If cells can't divide, a tumor can't grow. | Illustration by Kevin Craft

If cells can't divide, a tumor can't grow. | Illustration by Kevin Craft

It’s crowded inside your body. Many of the trillions of cells in your body are surrounded by neighboring cells and other biological material to form complex and functional tissues.

And when the time comes for a cell to divide and reproduce itself, a process known as mitosis, the mother cell must push against its surroundings to make room to copy itself and produce a daughter.

For Ovijit Chaudhuri, assistant professor of mechanical engineering at Stanford, this well-understood biological process raised an intriguing question. “For many cells in our tissues, there is little to no room to spare, yet somehow cells find a way to divide,” he said. How?

The traditional way of studying mitosis, examining cells in petri dishes, had taught scientists very little about how cells generate space to allow cell division to occur inside the body. So Chaudhuri and colleagues figured out a way to study mitosis in something approximating a more lifelike environment.

Working with Sungmin Nam, a doctoral candidate in his lab, Chaudhuri developed a benchtop experimental environment in which cells divide in a transparent, water-based polymer gel — a hydrogel — that provides tissue-like elasticity. They embedded the gel with fluorescent microbeads that glow red when illuminated with green light, which allowed them to visualize in three dimensions how dividing cells deform, or push against, the hydrogel. By measuring the displacement of the beads, they were able to estimate the amount of force being exerted by the dividing cell.

“We were able to see clearly that dividing cells pushed strongly outward on the surrounding gel along the axis where the chromosomes align and separate as they divided,” Chaudhuri says.

They found that the dividing cells create this protrusive force in two key ways. First, they push outward along the axis where the chromosomes line up using a structure known as the mitotic spindle. The chromosomes carry the DNA for the two daughter cells. The spindle elongates during cell division, pushing outward like a tent pole.

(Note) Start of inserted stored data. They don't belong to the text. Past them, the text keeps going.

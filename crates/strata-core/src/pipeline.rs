use std::path::Path;
use std::sync::Arc;

use rayon::prelude::*;

use crate::config::Config;
use crate::detectors::{default_detectors, DetectionContext, Detector, DetectorOutput};
use crate::error::AnalysisError;
use crate::fs::{FileAccess, FsFileAccess};
use crate::graph::DependencyGraph;
use crate::layer::LayerClassifier;
use crate::parser::{SourceParser, TypeScriptParser};
use crate::report::{aggregate, Report};
use crate::secrets::{RegexSecretScanner, SecretScanner};
use crate::source::SourceModelBuilder;

/// Reusable analysis pipeline: source model, graph, detectors, report.
///
/// Collaborators default to the local file system, the tree-sitter
/// TypeScript parser and the regex secret scanner; each can be swapped.
pub struct AnalysisPipeline {
    config: Config,
    classifier: LayerClassifier,
    file_access: Arc<dyn FileAccess>,
    parser: Option<Arc<dyn SourceParser>>,
    scanner: Arc<dyn SecretScanner>,
    detectors: Option<Vec<Box<dyn Detector>>>,
}

impl AnalysisPipeline {
    pub fn new(config: Config) -> Self {
        let classifier = LayerClassifier::new(&config.layers);
        Self {
            config,
            classifier,
            file_access: Arc::new(FsFileAccess::new()),
            parser: Some(Arc::new(TypeScriptParser::new())),
            scanner: Arc::new(RegexSecretScanner::new()),
            detectors: None,
        }
    }

    pub fn with_file_access(mut self, access: Arc<dyn FileAccess>) -> Self {
        self.file_access = access;
        self
    }

    /// `None` skips function counting.
    pub fn with_parser(mut self, parser: Option<Arc<dyn SourceParser>>) -> Self {
        self.parser = parser;
        self
    }

    pub fn with_secret_scanner(mut self, scanner: Arc<dyn SecretScanner>) -> Self {
        self.scanner = scanner;
        self
    }

    /// Replace the built-in detector set.
    pub fn with_detectors(mut self, detectors: Vec<Box<dyn Detector>>) -> Self {
        self.detectors = Some(detectors);
        self
    }

    pub fn config(&self) -> &Config {
        &self.config
    }

    /// Analyze `root`. `include`/`exclude` override the configured patterns.
    ///
    /// Only a failure to scan the root is an error. Unreadable files and
    /// collaborator failures on single files reduce what is reported.
    pub fn analyze(
        &self,
        root: &Path,
        include: Option<&[String]>,
        exclude: Option<&[String]>,
    ) -> Result<Report, AnalysisError> {
        let include = include.unwrap_or(&self.config.project.include);
        let exclude = exclude.unwrap_or(&self.config.project.exclude);

        let mut builder = SourceModelBuilder::new(self.file_access.as_ref(), &self.classifier)
            .with_max_workers(self.config.project.max_workers);
        if let Some(parser) = &self.parser {
            builder = builder.with_parser(parser.as_ref());
        }
        let units = builder
            .build(root, include, exclude)
            .map_err(|e| AnalysisError::scan(root, &e))?;

        let graph = DependencyGraph::build(&units);
        let severities = self.config.severity_map();

        let defaults;
        let detectors: &[Box<dyn Detector>] = match &self.detectors {
            Some(custom) => custom,
            None => {
                defaults = default_detectors(&self.config, Arc::clone(&self.scanner));
                &defaults
            }
        };

        let ctx = DetectionContext {
            units: &units,
            graph: &graph,
            classifier: &self.classifier,
            severities: &severities,
        };
        let outputs: Vec<DetectorOutput> = detectors
            .par_iter()
            .map(|detector| {
                let violations = detector.detect(&ctx);
                tracing::debug!(
                    rule = %detector.category(),
                    violations = violations.len(),
                    "detector finished"
                );
                DetectorOutput {
                    category: detector.category(),
                    violations,
                }
            })
            .collect();

        let report = aggregate(outputs, units, graph);
        tracing::info!(
            files = report.metrics.total_files,
            edges = report.graph_metrics.edge_count,
            violations = report.total_violations(),
            "analysis complete"
        );
        Ok(report)
    }
}

/// Analyze `root` with the configuration found at or above it and the
/// default collaborators.
pub fn analyze(
    root: &Path,
    include: Option<&[String]>,
    exclude: Option<&[String]>,
) -> Result<Report, AnalysisError> {
    AnalysisPipeline::new(Config::load_or_default(root)).analyze(root, include, exclude)
}
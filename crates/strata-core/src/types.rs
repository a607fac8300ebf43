use serde::{Deserialize, Serialize};
use std::collections::{BTreeMap, HashMap};
use std::fmt;

/// Architectural layer a source file belongs to.
/// Declaration order is the classification priority order.
#[derive(Debug, Clone, Copy, PartialEq, Eq, PartialOrd, Ord, Hash, Serialize, Deserialize)]
#[serde(rename_all = "lowercase")]
pub enum Layer {
    Domain,
    Application,
    Infrastructure,
    Shared,
}

impl Layer {
    pub const ALL: [Layer; 4] = [
        Layer::Domain,
        Layer::Application,
        Layer::Infrastructure,
        Layer::Shared,
    ];

    pub fn as_str(&self) -> &'static str {
        match self {
            Layer::Domain => "domain",
            Layer::Application => "application",
            Layer::Infrastructure => "infrastructure",
            Layer::Shared => "shared",
        }
    }
}

impl fmt::Display for Layer {
    fn fmt(&self, f: &mut fmt::Formatter<'_>) -> fmt::Result {
        f.write_str(self.as_str())
    }
}

impl std::str::FromStr for Layer {
    type Err = anyhow::Error;

    fn from_str(s: &str) -> Result<Self, Self::Err> {
        match s.to_lowercase().as_str() {
            "domain" => Ok(Layer::Domain),
            "application" => Ok(Layer::Application),
            "infrastructure" => Ok(Layer::Infrastructure),
            "shared" => Ok(Layer::Shared),
            _ => Err(anyhow::anyhow!("unknown layer: {s}")),
        }
    }
}

/// Severity of a violation. `Critical` sorts first.
#[derive(Debug, Clone, Copy, PartialEq, Eq, PartialOrd, Ord, Hash, Serialize, Deserialize)]
#[serde(rename_all = "lowercase")]
pub enum Severity {
    Critical,
    High,
    Medium,
    Low,
}

impl Severity {
    /// Sort rank: 0 = critical.
    pub fn rank(&self) -> u8 {
        match self {
            Severity::Critical => 0,
            Severity::High => 1,
            Severity::Medium => 2,
            Severity::Low => 3,
        }
    }

    /// True if `self` is as severe as `threshold` or more.
    pub fn is_at_least(&self, threshold: Severity) -> bool {
        self.rank() <= threshold.rank()
    }
}

impl fmt::Display for Severity {
    fn fmt(&self, f: &mut fmt::Formatter<'_>) -> fmt::Result {
        match self {
            Severity::Critical => write!(f, "critical"),
            Severity::High => write!(f, "high"),
            Severity::Medium => write!(f, "medium"),
            Severity::Low => write!(f, "low"),
        }
    }
}

impl std::str::FromStr for Severity {
    type Err = anyhow::Error;

    fn from_str(s: &str) -> Result<Self, Self::Err> {
        match s.to_lowercase().as_str() {
            "critical" => Ok(Severity::Critical),
            "high" => Ok(Severity::High),
            "medium" | "med" => Ok(Severity::Medium),
            "low" => Ok(Severity::Low),
            _ => Err(anyhow::anyhow!("unknown severity: {s}")),
        }
    }
}

/// Rule category. Every violation belongs to exactly one.
#[derive(Debug, Clone, Copy, PartialEq, Eq, PartialOrd, Ord, Hash, Serialize, Deserialize)]
#[serde(rename_all = "kebab-case")]
pub enum RuleCategory {
    LayerDirection,
    CircularDependency,
    AggregateBoundary,
    Naming,
    ForbiddenPackage,
    HardcodedSecret,
}

impl RuleCategory {
    pub const ALL: [RuleCategory; 6] = [
        RuleCategory::LayerDirection,
        RuleCategory::CircularDependency,
        RuleCategory::AggregateBoundary,
        RuleCategory::Naming,
        RuleCategory::ForbiddenPackage,
        RuleCategory::HardcodedSecret,
    ];

    /// Stable rule identifier used in config and output.
    pub fn id(&self) -> &'static str {
        match self {
            RuleCategory::LayerDirection => "layer-direction",
            RuleCategory::CircularDependency => "circular-dependency",
            RuleCategory::AggregateBoundary => "aggregate-boundary",
            RuleCategory::Naming => "naming",
            RuleCategory::ForbiddenPackage => "forbidden-package",
            RuleCategory::HardcodedSecret => "hardcoded-secret",
        }
    }

    pub fn default_severity(&self) -> Severity {
        match self {
            RuleCategory::LayerDirection => Severity::Critical,
            RuleCategory::HardcodedSecret => Severity::Critical,
            RuleCategory::CircularDependency => Severity::High,
            RuleCategory::ForbiddenPackage => Severity::High,
            RuleCategory::AggregateBoundary => Severity::Medium,
            RuleCategory::Naming => Severity::Low,
        }
    }
}

impl fmt::Display for RuleCategory {
    fn fmt(&self, f: &mut fmt::Formatter<'_>) -> fmt::Result {
        f.write_str(self.id())
    }
}

impl std::str::FromStr for RuleCategory {
    type Err = anyhow::Error;

    fn from_str(s: &str) -> Result<Self, Self::Err> {
        let normalized = s.to_lowercase().replace('_', "-");
        RuleCategory::ALL
            .into_iter()
            .find(|c| c.id() == normalized)
            .ok_or_else(|| anyhow::anyhow!("unknown rule: {s}"))
    }
}

/// Fixed mapping from rule category to severity.
///
/// Built once per run and passed to every detector, so two runs with
/// different configs never observe each other's table.
#[derive(Debug, Clone, PartialEq, Eq)]
pub struct SeverityMap {
    entries: BTreeMap<RuleCategory, Severity>,
}

impl SeverityMap {
    pub fn new() -> Self {
        let entries = RuleCategory::ALL
            .into_iter()
            .map(|c| (c, c.default_severity()))
            .collect();
        Self { entries }
    }

    /// Defaults overlaid with `rule id -> severity` overrides. Unknown ids are ignored.
    pub fn with_overrides(overrides: &HashMap<String, Severity>) -> Self {
        let mut map = Self::new();
        for (id, severity) in overrides {
            match id.parse::<RuleCategory>() {
                Ok(category) => map.set(category, *severity),
                Err(_) => tracing::warn!(rule = %id, "ignoring severity for unknown rule"),
            }
        }
        map
    }

    pub fn get(&self, category: RuleCategory) -> Severity {
        self.entries
            .get(&category)
            .copied()
            .unwrap_or_else(|| category.default_severity())
    }

    pub fn set(&mut self, category: RuleCategory, severity: Severity) {
        self.entries.insert(category, severity);
    }
}

impl Default for SeverityMap {
    fn default() -> Self {
        Self::new()
    }
}

/// Location of a violation: a project-relative path and an optional 1-based line.
#[derive(Debug, Clone, Default, PartialEq, Eq, Serialize, Deserialize)]
pub struct SourceLocation {
    pub file: String,
    #[serde(default, skip_serializing_if = "Option::is_none")]
    pub line: Option<usize>,
}

impl SourceLocation {
    pub fn file(path: &str) -> Self {
        Self {
            file: path.to_string(),
            line: None,
        }
    }

    pub fn at(path: &str, line: usize) -> Self {
        Self {
            file: path.to_string(),
            line: Some(line),
        }
    }
}

impl fmt::Display for SourceLocation {
    fn fmt(&self, f: &mut fmt::Formatter<'_>) -> fmt::Result {
        match self.line {
            Some(line) => write!(f, "{}:{}", self.file, line),
            None => write!(f, "{}", self.file),
        }
    }
}

/// Detector-specific payload of a violation.
#[derive(Debug, Clone, PartialEq, Eq, Serialize, Deserialize)]
pub enum ViolationKind {
    LayerDirection {
        from_layer: Layer,
        to_layer: Layer,
        import: String,
    },
    CircularDependency {
        cycle: Vec<String>,
    },
    AggregateBoundary {
        from_aggregate: String,
        to_aggregate: String,
        import: String,
    },
    Naming {
        actual: String,
        suggested: String,
    },
    ForbiddenPackage {
        package: String,
        layer: Layer,
    },
    HardcodedSecret {
        secret_type: String,
        column: usize,
    },
}

impl ViolationKind {
    pub fn category(&self) -> RuleCategory {
        match self {
            ViolationKind::LayerDirection { .. } => RuleCategory::LayerDirection,
            ViolationKind::CircularDependency { .. } => RuleCategory::CircularDependency,
            ViolationKind::AggregateBoundary { .. } => RuleCategory::AggregateBoundary,
            ViolationKind::Naming { .. } => RuleCategory::Naming,
            ViolationKind::ForbiddenPackage { .. } => RuleCategory::ForbiddenPackage,
            ViolationKind::HardcodedSecret { .. } => RuleCategory::HardcodedSecret,
        }
    }
}

/// A reported rule breach.
#[derive(Debug, Clone, PartialEq, Eq, Serialize, Deserialize)]
pub struct Violation {
    pub rule: RuleCategory,
    pub kind: ViolationKind,
    pub severity: Severity,
    pub location: SourceLocation,
    pub message: String,
    #[serde(default, skip_serializing_if = "Option::is_none")]
    pub suggestion: Option<String>,
}

impl Violation {
    /// Build a violation whose rule and severity are derived from its kind.
    pub fn new(
        kind: ViolationKind,
        location: SourceLocation,
        message: impl Into<String>,
        severities: &SeverityMap,
    ) -> Self {
        let rule = kind.category();
        Self {
            rule,
            kind,
            severity: severities.get(rule),
            location,
            message: message.into(),
            suggestion: None,
        }
    }

    pub fn with_suggestion(mut self, suggestion: impl Into<String>) -> Self {
        self.suggestion = Some(suggestion.into());
        self
    }
}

Next, the mother cell forms a contracting ring around its equator like a tightening belt that eventually splits the mother cell into two daughter cells. As the cell does this, the cell’s exterior membrane begins to bulge outward at either end, generating additional outward force.

“This is similar to what happens when you squeeze a water balloon in the middle — the balloon will then extend out at both poles,” Chaudhuri explains.

The forces from elongation and squeezing at the middle are usually enough to push aside neighboring materials and allow the cell to divide. But Chaudhuri and Nam learned another key detail: that cells will not reproduce if the forces pushing back are too strong. “If it’s too crowded and the cell cannot push strongly enough to create space, the cell will not divide. Some of these cells that fail to divide will then go on to die,” Chaudhuri says.

They reported these findings in Nature Physics.

Chaudhuri’s goal, he says, is to advance our basic scientific understanding of mitosis. However, the insights from their work may also lead to new treatments for cancers. Fast-growing tumors not only must create room to expand within the original tissue where they form, but they also grow with deadly consequence in other parts of the body where they do not belong. “We may be able to find drugs or other ways to target these mechanical processes to stop cancer,” says Nam, the first author of the paper. “If cells can’t divide, a tumor can’t grow.”